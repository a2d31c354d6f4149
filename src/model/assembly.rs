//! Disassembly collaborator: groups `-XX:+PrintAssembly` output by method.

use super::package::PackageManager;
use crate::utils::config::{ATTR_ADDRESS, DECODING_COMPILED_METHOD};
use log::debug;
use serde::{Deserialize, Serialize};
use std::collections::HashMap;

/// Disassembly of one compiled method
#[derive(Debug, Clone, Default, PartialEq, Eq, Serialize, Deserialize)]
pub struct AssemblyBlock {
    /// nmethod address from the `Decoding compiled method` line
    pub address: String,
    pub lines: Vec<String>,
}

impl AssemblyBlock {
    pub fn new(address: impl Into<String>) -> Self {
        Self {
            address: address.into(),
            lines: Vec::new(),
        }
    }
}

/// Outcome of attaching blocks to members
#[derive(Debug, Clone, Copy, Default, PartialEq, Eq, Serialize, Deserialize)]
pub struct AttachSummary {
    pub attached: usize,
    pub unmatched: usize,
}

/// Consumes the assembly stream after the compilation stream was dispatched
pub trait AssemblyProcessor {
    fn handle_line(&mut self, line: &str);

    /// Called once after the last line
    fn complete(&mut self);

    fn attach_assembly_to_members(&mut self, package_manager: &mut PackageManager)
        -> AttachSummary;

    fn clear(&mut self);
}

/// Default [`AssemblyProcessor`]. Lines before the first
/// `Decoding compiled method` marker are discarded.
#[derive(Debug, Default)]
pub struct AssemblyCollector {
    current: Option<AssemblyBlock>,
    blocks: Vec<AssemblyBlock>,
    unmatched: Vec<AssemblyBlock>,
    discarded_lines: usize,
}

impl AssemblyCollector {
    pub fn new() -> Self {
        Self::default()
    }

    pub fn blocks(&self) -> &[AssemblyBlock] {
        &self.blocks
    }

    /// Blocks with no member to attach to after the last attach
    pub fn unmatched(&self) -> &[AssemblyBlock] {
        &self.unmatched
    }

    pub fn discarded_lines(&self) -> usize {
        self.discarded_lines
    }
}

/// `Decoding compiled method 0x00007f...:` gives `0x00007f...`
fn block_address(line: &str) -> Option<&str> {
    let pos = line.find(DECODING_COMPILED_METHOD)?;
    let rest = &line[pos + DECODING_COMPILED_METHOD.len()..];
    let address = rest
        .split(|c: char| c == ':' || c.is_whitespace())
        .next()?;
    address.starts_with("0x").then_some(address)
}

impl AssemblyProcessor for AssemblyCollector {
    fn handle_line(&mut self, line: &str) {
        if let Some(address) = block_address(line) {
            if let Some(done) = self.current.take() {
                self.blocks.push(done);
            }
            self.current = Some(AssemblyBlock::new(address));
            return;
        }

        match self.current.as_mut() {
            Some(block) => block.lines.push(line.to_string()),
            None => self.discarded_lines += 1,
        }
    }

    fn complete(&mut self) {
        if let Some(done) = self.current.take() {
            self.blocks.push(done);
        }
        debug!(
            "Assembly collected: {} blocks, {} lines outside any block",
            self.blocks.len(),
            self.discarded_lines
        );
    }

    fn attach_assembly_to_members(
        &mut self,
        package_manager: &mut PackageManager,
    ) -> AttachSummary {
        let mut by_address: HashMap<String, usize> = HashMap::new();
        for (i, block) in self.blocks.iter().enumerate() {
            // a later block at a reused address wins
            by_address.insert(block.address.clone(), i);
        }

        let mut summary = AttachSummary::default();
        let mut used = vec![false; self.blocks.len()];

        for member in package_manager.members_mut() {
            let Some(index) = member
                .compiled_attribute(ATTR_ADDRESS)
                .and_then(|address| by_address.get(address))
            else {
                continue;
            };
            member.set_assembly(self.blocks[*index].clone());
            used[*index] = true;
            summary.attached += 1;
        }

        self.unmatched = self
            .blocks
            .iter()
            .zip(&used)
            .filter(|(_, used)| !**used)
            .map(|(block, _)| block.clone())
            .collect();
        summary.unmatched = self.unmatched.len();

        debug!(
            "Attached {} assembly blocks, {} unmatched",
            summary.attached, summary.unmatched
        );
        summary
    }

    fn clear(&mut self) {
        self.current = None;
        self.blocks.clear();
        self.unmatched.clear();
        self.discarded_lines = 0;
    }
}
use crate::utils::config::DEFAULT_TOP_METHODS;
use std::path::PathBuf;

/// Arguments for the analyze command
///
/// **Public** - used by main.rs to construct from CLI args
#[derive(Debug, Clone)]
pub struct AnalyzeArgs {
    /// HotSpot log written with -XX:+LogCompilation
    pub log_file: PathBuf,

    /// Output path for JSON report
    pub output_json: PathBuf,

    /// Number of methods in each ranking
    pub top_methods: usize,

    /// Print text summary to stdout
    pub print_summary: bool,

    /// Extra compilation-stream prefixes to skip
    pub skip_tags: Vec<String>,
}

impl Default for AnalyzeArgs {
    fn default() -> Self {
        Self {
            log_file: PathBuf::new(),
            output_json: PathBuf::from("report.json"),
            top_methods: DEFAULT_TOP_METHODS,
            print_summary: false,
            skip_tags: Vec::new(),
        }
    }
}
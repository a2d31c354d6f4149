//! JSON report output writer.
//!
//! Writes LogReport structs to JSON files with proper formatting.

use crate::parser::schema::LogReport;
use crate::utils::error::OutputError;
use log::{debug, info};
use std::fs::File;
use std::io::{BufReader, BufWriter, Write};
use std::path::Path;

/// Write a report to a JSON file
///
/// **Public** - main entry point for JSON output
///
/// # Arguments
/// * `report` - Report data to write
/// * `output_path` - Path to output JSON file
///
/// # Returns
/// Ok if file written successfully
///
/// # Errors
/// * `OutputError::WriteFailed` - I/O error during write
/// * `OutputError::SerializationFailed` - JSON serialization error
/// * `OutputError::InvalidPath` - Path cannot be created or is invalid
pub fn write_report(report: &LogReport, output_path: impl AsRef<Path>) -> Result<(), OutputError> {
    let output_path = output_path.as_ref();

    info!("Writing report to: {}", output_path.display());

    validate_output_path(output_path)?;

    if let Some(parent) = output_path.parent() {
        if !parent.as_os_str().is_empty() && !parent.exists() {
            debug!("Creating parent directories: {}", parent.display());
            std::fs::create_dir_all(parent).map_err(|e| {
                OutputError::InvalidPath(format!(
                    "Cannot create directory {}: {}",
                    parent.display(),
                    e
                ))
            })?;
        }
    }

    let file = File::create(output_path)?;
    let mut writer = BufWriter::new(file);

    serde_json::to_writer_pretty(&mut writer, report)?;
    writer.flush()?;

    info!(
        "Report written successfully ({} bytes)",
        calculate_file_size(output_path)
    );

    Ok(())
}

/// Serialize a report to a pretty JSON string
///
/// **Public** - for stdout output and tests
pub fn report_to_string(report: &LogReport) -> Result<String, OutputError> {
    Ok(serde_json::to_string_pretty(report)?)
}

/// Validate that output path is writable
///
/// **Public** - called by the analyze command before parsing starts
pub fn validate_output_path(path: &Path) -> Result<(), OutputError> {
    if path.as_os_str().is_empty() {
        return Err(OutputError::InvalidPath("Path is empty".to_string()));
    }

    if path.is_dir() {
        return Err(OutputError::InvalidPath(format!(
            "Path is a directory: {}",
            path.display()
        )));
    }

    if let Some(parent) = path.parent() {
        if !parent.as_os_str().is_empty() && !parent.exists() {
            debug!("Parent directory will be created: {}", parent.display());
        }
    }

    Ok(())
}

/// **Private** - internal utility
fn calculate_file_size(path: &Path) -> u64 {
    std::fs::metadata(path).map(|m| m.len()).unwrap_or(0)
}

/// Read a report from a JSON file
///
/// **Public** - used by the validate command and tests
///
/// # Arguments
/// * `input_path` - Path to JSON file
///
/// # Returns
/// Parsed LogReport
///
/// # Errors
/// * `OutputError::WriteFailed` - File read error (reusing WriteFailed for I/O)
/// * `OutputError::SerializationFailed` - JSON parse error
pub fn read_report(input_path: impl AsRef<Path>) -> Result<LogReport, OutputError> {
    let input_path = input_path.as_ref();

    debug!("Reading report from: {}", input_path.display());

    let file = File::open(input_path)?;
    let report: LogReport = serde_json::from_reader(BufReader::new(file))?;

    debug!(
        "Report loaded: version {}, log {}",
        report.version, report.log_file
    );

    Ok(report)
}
________________________
Print, exactly as written, the first line of the records above and each line after it until the line with "one compiled method", which is printed too.

repository a2d31c354d6f4149
filename src/model/assembly.rs
//! Disassembly collaborator: groups `-XX:+PrintAssembly` output by method.

use super::package::PackageManager;
use crate::utils::config::{ATTR_ADDRESS, DECODING_COMPILED_METHOD};
use log::debug;
use serde::{Deserialize, Serialize};
use std::collections::HashMap;

/// Disassembly of one compiled method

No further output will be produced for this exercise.